別の人
「え、遠藤さんが倉田さんの許嫁……?!」
僕はその言葉が信じられずに、二人の顔を交互に見てしまう。
ま、まさか遠藤さんが許嫁だったなんて……
想像もしてなかったよ。いや、でもこの前呼び出されたのも、そういう理由なら納得がいく。
しかし、てっきり、勝手なイメージだが、どこかの会社のボンボンが相手だと思ってた……
いや、もしかして、遠藤さんは実は大企業の息子とか……?
そんな話聞いたことないけど、深く知っているわけではないし、ありえない話ではないと思う。
「うるせぇぞ。
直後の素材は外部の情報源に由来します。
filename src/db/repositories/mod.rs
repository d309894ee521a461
pub mod user;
お前は黙ってろ」
遠藤さんは言いながら、こちらをギロリと睨んでくる。
うーん、失礼だが、もし彼が社長の息子だったりしたら、ものすごく嫌だな……
なんというか、上から目線というか、立場の弱い人を下に見てそうな気がする。
「そんな言い方やめて。彼は私にとって大事な人なのよ?」
その言葉を聞いた瞬間、遠藤さんは怒りのあまりに近くの壁をドンと殴りつけた。
殴った先はコンクリートでできた壁。痛くないはずがない。無論、手からは血が出ているが、まるでその痛みを感じていないように見える。それほどまでに怒っているというか……
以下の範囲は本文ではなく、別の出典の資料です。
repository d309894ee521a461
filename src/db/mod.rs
use anyhow::Result;
use sea_orm::{ConnectOptions, ConnectionTrait, Database, DatabaseConnection, Statement};
use std::path::Path;
use std::time::Duration;
use tracing::info;

use crate::models::user::{NewUser, ProfileFields, User, UserFilter, UserPatch};

pub mod migrator;
pub mod repositories;

pub use repositories::user::UserPage;

#[derive(Clone)]
pub struct Store {
    pub conn: DatabaseConnection,
}

impl Store {
    pub async fn new(db_url: &str) -> Result<Self> {
        Self::with_pool_options(db_url, 5, 1).await
    }

    pub async fn with_pool_options(
        db_url: &str,
        max_connections: u32,
        min_connections: u32,
    ) -> Result<Self> {
        use sea_orm_migration::MigratorTrait;

        if !db_url.contains(":memory:") {
            let path_str = db_url
                .trim_start_matches("sqlite://")
                .trim_start_matches("sqlite:");
            let path_str = path_str.split('?').next().unwrap_or(path_str);
            if let Some(parent) = Path::new(path_str).parent() {
                tokio::fs::create_dir_all(parent).await.ok();
            }
            if !Path::new(path_str).exists() {
                std::fs::File::create(path_str)?;
            }
        }

        let mut opt = ConnectOptions::new(db_url.to_string());
        opt.max_connections(max_connections)
            .min_connections(min_connections)
            .connect_timeout(Duration::from_secs(10))
            .acquire_timeout(Duration::from_secs(10))
            .idle_timeout(Duration::from_secs(300))
            .max_lifetime(Duration::from_secs(600))
            .sqlx_logging(false);

        let conn = Database::connect(opt).await?;

        migrator::Migrator::up(&conn, None).await?;

        info!(
            "Database connected & migrations applied (pool: {}-{})",
            min_connections, max_connections
        );

        Ok(Self { conn })
    }

    pub async fn ping(&self) -> Result<()> {
        let backend = self.conn.get_database_backend();
        self.conn
            .query_one(Statement::from_string(backend, "SELECT 1".to_string()))
            .await?;
        Ok(())
    }

    fn user_repo(&self) -> repositories::user::UserRepository {
        repositories::user::UserRepository::new(self.conn.clone())
    }

    pub async fn get_user(&self, id: &str) -> Result<Option<User>> {
        self.user_repo().get_by_id(id).await
    }

    pub async fn get_user_by_telegram_id(&self, telegram_id: &str) -> Result<Option<User>> {
        self.user_repo().get_by_telegram_id(telegram_id).await
    }

    pub async fn get_user_by_special_id(&self, special_id: &str) -> Result<Option<User>> {
        self.user_repo().get_by_special_id(special_id).await
    }

    pub async fn special_id_exists(&self, special_id: &str) -> Result<bool> {
        self.user_repo().special_id_exists(special_id).await
    }

    pub async fn create_user(
        &self,
        new_user: NewUser,
        referrer: Option<(&str, i32)>,
    ) -> Result<User> {
        self.user_repo().create(new_user, referrer).await
    }

    pub async fn refresh_user_profile(
        &self,
        id: &str,
        profile: ProfileFields,
        ip_address: Option<String>,
    ) -> Result<Option<User>> {
        self.user_repo()
            .refresh_profile(id, profile, ip_address)
            .await
    }

    pub async fn promote_to_admin(&self, id: &str) -> Result<Option<User>> {
        self.user_repo().promote_to_admin(id).await
    }

    pub async fn touch_last_active(&self, id: &str) -> Result<()> {
        self.user_repo().touch_last_active(id).await
    }

    pub async fn set_joined_channel(&self, id: &str) -> Result<Option<User>> {
        self.user_repo().set_joined_channel(id).await
    }

    pub async fn patch_user(&self, id: &str, patch: &UserPatch) -> Result<Option<User>> {
        self.user_repo().apply_patch(id, patch).await
    }

    pub async fn get_referred_users(&self, id: &str) -> Result<Vec<User>> {
        self.user_repo().referred_users(id).await
    }

    pub async fn first_user_with_referrals(&self) -> Result<Option<User>> {
        self.user_repo().first_with_referrals().await
    }

    pub async fn count_users_by_ip(&self, ip_address: &str) -> Result<u64> {
        self.user_repo().count_by_ip(ip_address).await
    }

    pub async fn flag_ip_as_cheaters(&self, ip_address: &str) -> Result<u64> {
        self.user_repo().flag_ip_as_cheaters(ip_address).await
    }

    pub async fn shared_ips(&self, threshold: u64) -> Result<Vec<String>> {
        self.user_repo().shared_ips(threshold).await
    }

    pub async fn count_users(&self, filter: UserFilter) -> Result<u64> {
        self.user_repo().count(filter).await
    }

    pub async fn count_active_since(&self, since: &str) -> Result<u64> {
        self.user_repo().count_active_since(since).await
    }

    pub async fn latest_users(&self, limit: u64) -> Result<Vec<User>> {
        self.user_repo().latest(limit).await
    }

    pub async fn list_users(
        &self,
        page: u64,
        limit: u64,
        search: Option<&str>,
        filter: UserFilter,
    ) -> Result<UserPage> {
        self.user_repo().list(page, limit, search, filter).await
    }

    pub async fn block_cheaters(&self) -> Result<u64> {
        self.user_repo().block_cheaters().await
    }

    pub async fn block_all_users(&self) -> Result<u64> {
        self.user_repo().block_all().await
    }

    pub async fn unblock_all_users(&self) -> Result<u64> {
        self.user_repo().unblock_all().await
    }

    pub async fn set_verified_all(&self, verified: bool) -> Result<u64> {
        self.user_repo().set_verified_all(verified).await
    }

    pub async fn reset_referrals_all(&self) -> Result<u64> {
        self.user_repo().reset_referrals_all().await
    }

    pub async fn reset_stars_all(&self, stars: i32) -> Result<u64> {
        self.user_repo().reset_stars_all(stars).await
    }
}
それほど倉田さんのことを想っているのか、それとも別の理由か。
勝手な憶測だが、後者の意見だと僕は思った。
「なんで、こいつなんだよ?なんで、こんな奴に負けんだよ……?!」
「こういうのは勝ち負けじゃないわ。それにあなたのそういう性格も相入れないと思っているの」
「そういうわけだ。だから、さっさと帰れ」
矢継ぎ早に、しっしっとまるで犬でも追い払うように、手を振る桐谷さん。
それを見た瞬間、限界に達した遠藤さんが襲いかかってくる。
「ふざけんじゃねぇ!」
まずはすぐ目の前までやってきていた桐谷さんに追いかかる。
「やれやれ、忠告はしたのにな……」
ため息を吐きつつ、そう言って、近づいてくる拳をゆっくりと掴んだ後、そのまま、その勢いを緩めることなく、遠藤さんの身体ごと背負うと一気に地面に叩きつける。
「が……?!」
背中から思いっきり、地面に叩きつけられたしまった遠藤さんは苦痛に顔を歪ませ、そのまま、気を失う形で地面に倒れ込んでしまった。
せ、背負い投げ……
あれって、あんな簡単にできるものなのか……?
体格もまるで違うのに、あんなあっさりと……
すごすぎる……
「さぁ、お嬢。帰りましょうか」
パンパンと服についたホコリを払い、桐谷さんは冷静に言う。
「そうね。でも、この調子だとまた別の人が現れるかもしれないわね……」
倉田さんのその言葉に僕は疑問を覚えた。
「別のって何……?」
まさか、遠藤さんはクローン人間だった。なんて、急にSFみたいな話にならないよね……?
「そうか。まだあなたには言ってなかったわね。実は私の許嫁は……」
その時、倉田さんから聞いた衝撃の言葉に僕は思わず、自分の耳を疑うのだった。